_Task statement_
Using the data below, gather each line that includes the word "anchored".

═════ Source information

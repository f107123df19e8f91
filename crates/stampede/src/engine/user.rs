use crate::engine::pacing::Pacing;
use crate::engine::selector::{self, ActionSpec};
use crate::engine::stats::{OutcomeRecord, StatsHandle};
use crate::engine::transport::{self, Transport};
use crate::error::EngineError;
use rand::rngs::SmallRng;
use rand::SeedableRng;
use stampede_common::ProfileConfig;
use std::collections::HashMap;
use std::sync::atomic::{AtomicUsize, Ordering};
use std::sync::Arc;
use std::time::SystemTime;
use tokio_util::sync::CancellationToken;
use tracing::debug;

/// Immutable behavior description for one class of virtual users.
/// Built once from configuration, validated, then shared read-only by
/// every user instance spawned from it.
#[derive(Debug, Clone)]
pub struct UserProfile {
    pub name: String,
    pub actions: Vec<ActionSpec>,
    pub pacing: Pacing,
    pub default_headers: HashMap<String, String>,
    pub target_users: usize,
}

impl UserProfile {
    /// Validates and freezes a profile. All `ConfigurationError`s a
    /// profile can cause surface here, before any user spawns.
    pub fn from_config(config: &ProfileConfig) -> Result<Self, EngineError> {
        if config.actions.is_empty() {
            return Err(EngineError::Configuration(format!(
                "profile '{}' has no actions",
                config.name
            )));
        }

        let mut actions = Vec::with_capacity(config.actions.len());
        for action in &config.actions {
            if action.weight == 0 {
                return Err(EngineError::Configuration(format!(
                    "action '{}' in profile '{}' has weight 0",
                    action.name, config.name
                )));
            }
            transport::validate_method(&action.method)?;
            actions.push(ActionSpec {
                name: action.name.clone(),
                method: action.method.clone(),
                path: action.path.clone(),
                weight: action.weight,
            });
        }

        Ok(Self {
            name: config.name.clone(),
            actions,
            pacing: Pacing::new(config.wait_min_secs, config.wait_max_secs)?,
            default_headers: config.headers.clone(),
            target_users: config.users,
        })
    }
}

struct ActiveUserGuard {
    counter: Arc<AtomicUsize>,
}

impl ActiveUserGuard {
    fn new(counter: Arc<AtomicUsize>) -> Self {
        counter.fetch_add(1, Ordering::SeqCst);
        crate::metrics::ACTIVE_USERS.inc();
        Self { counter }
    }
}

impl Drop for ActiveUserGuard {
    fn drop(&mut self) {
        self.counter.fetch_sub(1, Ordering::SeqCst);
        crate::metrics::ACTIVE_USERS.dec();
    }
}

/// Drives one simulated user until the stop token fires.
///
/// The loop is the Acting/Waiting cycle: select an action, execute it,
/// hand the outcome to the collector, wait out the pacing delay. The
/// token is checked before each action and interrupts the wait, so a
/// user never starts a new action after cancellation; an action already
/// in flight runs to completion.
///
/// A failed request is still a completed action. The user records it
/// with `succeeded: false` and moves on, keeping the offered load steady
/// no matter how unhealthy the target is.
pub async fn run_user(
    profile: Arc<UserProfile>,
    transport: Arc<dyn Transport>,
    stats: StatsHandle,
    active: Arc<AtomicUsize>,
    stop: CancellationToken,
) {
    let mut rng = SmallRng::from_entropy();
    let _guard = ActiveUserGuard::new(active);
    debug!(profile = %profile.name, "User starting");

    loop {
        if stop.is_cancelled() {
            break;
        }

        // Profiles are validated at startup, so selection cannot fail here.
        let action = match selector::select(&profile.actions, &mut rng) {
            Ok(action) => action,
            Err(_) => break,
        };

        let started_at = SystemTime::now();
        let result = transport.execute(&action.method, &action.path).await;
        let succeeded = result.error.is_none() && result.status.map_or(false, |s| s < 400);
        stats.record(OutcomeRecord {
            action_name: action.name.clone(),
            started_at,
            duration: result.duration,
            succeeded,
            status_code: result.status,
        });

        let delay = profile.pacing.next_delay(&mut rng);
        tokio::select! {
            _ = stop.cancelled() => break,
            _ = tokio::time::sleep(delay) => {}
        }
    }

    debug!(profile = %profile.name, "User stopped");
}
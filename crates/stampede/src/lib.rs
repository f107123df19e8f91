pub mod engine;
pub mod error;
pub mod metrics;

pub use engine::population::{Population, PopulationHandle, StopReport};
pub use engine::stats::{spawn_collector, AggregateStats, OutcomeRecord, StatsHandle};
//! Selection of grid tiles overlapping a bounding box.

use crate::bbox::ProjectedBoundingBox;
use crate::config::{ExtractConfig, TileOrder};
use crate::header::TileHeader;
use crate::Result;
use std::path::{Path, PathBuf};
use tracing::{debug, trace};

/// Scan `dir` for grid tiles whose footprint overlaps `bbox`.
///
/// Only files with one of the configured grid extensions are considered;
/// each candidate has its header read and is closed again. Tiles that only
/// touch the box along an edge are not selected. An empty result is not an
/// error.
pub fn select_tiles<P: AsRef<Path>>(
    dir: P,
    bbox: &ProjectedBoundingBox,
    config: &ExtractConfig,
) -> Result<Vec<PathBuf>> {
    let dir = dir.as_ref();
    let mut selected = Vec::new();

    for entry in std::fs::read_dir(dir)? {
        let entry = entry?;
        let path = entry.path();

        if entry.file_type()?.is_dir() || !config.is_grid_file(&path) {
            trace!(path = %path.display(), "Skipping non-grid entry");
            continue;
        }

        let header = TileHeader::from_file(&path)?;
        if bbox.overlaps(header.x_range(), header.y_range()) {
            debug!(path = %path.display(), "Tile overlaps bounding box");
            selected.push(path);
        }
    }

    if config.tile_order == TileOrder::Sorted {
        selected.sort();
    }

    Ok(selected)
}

══════════
═════ Source information

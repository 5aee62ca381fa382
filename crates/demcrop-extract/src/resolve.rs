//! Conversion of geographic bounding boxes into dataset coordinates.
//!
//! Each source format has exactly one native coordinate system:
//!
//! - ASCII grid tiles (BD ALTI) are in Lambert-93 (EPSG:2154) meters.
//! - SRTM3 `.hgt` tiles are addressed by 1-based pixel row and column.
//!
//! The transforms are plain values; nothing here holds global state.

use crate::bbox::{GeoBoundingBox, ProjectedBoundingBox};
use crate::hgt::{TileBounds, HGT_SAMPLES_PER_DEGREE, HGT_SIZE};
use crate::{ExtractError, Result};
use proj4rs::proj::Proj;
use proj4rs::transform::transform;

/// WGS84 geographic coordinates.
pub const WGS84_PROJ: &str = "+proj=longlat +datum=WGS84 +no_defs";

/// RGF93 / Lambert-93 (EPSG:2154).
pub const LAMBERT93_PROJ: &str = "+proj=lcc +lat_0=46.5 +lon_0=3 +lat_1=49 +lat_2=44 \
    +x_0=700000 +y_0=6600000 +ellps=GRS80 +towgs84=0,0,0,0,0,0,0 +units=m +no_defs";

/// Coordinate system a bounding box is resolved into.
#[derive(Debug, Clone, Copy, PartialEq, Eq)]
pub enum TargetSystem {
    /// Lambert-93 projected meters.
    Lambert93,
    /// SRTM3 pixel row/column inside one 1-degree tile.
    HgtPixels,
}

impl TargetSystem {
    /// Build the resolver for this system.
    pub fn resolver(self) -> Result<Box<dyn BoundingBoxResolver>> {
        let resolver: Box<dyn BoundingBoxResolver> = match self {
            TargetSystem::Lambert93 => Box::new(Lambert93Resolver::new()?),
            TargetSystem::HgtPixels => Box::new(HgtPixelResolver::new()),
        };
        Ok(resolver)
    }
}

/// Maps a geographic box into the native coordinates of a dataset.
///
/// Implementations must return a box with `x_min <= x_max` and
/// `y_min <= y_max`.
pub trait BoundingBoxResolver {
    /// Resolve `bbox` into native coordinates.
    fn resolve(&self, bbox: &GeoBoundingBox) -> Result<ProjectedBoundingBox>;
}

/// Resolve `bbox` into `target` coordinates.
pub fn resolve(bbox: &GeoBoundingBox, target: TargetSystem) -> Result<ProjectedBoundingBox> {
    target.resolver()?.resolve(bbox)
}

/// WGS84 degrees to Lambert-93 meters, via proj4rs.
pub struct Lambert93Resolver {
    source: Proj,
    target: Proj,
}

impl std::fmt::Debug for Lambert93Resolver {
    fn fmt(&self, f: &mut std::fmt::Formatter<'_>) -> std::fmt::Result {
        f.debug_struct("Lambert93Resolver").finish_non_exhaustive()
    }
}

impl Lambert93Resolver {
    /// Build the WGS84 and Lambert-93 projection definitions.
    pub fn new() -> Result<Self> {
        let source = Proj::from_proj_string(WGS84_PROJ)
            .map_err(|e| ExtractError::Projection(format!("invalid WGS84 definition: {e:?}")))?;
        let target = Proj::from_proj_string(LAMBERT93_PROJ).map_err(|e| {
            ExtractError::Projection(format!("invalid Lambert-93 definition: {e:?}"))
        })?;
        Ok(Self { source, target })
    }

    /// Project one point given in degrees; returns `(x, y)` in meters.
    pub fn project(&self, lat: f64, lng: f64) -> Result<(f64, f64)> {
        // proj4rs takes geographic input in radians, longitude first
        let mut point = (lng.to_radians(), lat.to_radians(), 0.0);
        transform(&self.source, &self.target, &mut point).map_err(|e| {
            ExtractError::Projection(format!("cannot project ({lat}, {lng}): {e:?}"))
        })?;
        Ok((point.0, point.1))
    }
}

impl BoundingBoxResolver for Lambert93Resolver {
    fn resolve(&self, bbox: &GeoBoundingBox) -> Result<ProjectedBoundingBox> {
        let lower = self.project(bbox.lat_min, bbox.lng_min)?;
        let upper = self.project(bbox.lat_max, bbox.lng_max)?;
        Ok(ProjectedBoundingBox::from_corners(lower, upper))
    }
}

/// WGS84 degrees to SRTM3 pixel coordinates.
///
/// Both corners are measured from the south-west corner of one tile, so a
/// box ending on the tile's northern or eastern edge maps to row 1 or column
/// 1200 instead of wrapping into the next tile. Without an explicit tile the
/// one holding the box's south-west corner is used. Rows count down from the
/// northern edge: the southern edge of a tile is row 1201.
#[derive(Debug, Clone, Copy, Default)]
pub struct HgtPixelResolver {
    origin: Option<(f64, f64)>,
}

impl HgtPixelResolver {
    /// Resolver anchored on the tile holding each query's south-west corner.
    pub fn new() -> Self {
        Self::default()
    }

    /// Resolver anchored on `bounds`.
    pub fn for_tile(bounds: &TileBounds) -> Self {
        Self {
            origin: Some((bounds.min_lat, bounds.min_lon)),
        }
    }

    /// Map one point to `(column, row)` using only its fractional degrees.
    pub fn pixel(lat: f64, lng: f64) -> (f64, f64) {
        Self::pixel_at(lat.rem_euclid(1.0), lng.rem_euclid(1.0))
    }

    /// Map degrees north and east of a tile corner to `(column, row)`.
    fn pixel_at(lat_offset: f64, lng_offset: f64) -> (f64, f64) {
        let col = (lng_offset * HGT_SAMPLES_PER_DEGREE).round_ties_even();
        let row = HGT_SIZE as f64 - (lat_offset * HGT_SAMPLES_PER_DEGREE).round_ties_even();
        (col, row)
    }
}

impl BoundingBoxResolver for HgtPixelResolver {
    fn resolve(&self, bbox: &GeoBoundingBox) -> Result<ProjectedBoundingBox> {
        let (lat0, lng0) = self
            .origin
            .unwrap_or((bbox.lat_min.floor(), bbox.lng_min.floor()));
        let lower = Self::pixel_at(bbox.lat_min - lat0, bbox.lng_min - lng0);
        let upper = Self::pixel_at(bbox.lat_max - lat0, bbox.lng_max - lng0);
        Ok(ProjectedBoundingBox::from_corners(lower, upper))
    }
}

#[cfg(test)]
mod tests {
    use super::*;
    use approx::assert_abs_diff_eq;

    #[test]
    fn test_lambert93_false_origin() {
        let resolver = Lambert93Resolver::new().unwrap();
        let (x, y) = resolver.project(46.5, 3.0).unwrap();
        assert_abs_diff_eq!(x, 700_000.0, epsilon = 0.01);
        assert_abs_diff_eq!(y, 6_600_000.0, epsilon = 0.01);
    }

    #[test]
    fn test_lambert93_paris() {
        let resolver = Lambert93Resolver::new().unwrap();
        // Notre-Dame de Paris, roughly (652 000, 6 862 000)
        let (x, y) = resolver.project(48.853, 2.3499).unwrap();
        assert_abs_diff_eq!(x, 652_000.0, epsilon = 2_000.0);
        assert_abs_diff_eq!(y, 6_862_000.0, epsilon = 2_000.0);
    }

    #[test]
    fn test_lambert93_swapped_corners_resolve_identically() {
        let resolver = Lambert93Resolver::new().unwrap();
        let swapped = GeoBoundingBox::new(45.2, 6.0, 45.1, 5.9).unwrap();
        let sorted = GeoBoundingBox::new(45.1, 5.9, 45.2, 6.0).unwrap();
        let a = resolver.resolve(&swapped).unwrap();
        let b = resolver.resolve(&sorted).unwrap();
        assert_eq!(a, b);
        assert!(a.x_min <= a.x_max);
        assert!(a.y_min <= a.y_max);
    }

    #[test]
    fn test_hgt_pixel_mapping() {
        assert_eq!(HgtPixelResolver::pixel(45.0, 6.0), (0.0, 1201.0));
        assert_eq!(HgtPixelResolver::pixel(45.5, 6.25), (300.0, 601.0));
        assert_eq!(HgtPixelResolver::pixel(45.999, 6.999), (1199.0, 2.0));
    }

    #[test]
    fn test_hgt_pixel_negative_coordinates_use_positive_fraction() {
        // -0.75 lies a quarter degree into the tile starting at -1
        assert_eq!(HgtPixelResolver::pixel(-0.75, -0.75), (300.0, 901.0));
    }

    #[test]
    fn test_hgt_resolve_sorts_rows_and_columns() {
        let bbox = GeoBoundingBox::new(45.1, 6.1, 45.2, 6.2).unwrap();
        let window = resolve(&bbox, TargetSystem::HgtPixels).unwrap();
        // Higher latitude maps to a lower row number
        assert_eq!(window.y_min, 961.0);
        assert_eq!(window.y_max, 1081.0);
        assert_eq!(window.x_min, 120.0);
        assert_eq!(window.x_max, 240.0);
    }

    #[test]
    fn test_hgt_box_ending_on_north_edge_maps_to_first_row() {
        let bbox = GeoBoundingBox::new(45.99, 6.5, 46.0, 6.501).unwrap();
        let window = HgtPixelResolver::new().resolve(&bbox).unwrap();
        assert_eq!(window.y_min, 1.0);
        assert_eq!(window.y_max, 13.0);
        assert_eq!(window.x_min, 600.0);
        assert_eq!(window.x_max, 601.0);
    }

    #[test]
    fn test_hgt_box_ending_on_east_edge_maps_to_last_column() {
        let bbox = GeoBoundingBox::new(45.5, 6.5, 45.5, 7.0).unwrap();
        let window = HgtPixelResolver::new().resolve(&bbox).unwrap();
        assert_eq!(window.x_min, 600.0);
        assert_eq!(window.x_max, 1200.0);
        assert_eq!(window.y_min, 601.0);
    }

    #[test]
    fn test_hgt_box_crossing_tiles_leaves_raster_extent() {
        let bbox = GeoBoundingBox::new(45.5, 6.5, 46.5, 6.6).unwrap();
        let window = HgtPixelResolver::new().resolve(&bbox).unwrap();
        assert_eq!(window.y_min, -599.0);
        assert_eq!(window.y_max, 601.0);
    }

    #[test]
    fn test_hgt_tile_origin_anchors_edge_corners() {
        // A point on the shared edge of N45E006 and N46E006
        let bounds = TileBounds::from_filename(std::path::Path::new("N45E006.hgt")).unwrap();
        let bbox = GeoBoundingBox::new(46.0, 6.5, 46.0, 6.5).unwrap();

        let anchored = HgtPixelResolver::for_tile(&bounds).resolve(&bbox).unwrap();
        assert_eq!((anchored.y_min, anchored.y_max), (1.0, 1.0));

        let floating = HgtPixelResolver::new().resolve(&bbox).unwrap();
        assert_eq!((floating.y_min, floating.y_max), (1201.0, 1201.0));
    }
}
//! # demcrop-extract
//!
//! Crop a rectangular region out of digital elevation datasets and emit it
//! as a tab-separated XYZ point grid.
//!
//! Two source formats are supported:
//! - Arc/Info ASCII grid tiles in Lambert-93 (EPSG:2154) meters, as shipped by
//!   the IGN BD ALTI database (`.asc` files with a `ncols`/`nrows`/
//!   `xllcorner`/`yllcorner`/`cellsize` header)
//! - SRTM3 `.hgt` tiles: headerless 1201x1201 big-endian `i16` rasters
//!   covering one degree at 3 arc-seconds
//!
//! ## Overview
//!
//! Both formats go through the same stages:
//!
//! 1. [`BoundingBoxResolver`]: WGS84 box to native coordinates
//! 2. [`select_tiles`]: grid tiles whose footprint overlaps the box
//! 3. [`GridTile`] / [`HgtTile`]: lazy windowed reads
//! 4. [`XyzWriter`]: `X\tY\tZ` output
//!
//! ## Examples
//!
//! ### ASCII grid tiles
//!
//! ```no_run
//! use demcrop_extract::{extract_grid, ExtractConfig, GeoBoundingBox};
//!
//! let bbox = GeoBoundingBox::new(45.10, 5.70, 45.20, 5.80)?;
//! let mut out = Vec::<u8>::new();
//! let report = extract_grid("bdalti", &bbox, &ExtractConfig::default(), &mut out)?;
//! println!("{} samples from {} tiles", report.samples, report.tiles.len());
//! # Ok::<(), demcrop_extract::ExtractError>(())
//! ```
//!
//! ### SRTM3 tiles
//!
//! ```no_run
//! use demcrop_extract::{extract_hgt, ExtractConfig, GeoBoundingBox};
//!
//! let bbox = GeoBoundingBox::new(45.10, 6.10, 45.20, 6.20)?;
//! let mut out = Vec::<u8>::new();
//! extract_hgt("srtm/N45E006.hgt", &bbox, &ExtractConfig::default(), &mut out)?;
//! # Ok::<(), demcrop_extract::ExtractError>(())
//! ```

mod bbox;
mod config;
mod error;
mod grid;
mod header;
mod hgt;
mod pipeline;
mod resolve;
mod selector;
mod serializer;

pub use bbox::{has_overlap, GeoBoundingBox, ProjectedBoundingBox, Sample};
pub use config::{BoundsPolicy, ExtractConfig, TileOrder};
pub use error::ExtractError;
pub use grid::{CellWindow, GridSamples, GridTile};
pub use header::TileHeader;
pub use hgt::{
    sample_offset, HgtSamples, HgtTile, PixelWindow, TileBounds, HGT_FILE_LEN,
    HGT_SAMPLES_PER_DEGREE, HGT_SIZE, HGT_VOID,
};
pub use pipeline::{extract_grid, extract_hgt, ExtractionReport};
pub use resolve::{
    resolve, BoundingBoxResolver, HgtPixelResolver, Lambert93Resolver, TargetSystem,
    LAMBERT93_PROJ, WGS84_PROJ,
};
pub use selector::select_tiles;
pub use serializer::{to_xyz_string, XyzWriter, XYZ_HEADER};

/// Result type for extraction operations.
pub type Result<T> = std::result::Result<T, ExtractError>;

══════════
═════ Source information

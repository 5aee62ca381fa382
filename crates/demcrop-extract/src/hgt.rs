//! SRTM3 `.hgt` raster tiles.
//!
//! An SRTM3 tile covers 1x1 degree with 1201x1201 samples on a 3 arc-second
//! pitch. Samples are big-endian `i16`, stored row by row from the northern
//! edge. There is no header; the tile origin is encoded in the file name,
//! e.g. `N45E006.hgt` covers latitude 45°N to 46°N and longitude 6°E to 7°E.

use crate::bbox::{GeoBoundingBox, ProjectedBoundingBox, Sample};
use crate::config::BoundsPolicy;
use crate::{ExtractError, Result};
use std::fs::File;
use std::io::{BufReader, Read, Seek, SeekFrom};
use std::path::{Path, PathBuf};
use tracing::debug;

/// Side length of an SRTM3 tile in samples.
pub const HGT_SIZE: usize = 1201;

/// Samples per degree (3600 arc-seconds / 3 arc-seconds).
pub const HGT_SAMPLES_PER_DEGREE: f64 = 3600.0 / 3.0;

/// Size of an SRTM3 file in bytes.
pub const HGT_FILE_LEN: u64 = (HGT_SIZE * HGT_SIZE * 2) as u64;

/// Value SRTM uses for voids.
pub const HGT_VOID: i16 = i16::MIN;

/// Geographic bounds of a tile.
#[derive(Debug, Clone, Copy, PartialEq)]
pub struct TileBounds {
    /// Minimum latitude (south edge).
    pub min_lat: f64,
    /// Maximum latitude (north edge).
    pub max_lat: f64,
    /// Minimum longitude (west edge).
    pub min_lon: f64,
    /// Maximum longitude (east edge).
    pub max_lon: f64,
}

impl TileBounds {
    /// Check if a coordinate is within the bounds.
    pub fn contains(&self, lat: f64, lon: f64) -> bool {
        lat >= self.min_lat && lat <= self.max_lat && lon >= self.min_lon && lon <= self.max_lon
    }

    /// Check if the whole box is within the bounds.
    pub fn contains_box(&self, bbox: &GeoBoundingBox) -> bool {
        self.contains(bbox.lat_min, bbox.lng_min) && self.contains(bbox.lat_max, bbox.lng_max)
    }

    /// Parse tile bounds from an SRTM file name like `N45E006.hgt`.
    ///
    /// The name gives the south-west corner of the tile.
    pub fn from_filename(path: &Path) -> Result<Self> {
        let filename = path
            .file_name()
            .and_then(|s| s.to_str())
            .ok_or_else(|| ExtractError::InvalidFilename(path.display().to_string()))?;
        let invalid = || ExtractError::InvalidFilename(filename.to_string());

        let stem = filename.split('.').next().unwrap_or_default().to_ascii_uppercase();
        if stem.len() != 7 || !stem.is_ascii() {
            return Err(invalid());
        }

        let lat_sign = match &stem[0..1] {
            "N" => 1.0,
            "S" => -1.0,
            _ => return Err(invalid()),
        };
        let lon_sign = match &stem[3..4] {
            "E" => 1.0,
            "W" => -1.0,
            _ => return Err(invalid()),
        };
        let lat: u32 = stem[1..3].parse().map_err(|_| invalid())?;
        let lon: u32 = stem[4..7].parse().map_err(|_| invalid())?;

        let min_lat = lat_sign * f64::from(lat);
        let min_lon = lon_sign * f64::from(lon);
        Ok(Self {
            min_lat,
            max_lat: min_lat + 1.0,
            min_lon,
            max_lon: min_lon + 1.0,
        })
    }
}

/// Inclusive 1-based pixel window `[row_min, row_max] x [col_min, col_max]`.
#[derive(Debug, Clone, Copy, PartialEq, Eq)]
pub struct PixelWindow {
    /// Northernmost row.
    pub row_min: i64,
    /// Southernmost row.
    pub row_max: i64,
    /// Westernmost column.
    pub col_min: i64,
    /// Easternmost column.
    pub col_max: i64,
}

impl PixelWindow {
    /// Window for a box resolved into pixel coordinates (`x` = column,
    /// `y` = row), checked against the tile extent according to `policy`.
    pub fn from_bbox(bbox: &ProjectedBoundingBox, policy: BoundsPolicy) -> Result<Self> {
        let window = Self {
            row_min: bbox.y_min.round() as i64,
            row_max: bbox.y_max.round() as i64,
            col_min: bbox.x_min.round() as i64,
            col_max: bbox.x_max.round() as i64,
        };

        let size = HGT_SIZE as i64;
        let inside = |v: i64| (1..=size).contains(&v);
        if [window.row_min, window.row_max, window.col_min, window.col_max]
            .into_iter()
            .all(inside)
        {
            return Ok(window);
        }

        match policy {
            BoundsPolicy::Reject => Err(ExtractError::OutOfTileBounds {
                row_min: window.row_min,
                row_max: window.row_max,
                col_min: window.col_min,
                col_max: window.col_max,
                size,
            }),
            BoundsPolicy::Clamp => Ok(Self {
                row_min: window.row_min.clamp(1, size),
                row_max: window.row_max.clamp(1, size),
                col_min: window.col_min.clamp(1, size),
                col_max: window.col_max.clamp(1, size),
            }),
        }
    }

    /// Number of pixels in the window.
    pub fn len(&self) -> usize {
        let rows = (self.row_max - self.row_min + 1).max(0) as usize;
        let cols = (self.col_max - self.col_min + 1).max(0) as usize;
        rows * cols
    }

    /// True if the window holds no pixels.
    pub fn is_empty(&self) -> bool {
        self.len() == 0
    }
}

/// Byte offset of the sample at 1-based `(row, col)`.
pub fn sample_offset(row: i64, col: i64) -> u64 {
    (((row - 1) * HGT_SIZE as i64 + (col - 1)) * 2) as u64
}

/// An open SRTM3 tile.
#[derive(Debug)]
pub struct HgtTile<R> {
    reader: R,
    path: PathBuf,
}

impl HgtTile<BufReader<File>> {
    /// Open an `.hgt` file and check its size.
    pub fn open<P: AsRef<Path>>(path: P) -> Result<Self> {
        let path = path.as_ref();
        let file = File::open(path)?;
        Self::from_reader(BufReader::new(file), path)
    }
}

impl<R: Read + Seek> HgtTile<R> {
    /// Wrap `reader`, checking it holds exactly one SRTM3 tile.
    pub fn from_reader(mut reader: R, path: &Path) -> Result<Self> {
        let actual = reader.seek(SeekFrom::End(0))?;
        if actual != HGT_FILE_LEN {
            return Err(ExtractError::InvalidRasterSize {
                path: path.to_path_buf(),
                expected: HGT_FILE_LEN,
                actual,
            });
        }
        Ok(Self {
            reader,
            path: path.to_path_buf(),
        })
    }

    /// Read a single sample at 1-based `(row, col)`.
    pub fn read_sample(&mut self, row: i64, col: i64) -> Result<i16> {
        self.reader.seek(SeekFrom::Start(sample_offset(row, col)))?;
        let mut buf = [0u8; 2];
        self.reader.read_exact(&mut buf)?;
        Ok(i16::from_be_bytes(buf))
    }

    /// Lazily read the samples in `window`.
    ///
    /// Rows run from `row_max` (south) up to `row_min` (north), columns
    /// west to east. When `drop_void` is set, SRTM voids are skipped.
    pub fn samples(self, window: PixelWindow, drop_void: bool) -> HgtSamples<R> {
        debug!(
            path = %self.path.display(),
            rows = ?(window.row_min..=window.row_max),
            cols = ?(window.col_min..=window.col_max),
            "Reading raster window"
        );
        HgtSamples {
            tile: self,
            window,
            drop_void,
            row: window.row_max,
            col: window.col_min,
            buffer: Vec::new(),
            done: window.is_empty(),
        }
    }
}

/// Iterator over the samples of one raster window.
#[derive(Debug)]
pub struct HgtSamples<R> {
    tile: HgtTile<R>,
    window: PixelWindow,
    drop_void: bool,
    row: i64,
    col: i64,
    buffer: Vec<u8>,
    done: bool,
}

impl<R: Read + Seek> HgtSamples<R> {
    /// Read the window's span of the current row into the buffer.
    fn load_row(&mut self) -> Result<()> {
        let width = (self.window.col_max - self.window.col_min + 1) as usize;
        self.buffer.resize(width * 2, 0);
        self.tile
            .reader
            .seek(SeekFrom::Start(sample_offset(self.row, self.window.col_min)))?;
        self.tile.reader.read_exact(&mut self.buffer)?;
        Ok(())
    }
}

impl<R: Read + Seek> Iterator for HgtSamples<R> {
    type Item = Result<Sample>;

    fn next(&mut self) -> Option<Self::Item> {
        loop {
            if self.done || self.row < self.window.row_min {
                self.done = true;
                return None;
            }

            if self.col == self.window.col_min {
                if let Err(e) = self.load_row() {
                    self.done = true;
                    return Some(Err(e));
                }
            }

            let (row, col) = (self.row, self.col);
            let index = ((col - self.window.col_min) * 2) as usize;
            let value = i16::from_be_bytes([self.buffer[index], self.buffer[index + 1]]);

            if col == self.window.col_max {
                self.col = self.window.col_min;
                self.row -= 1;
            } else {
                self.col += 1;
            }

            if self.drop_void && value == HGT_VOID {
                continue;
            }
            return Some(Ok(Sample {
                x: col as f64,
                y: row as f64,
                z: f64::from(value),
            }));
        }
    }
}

══════════

_Exercise solution_
    /// Resolver anchored on the tile holding each query's south-west corner.
    /// Resolver anchored on `bounds`.
        let anchored = HgtPixelResolver::for_tile(&bounds).resolve(&bbox).unwrap();
        assert_eq!((anchored.y_min, anchored.y_max), (1.0, 1.0));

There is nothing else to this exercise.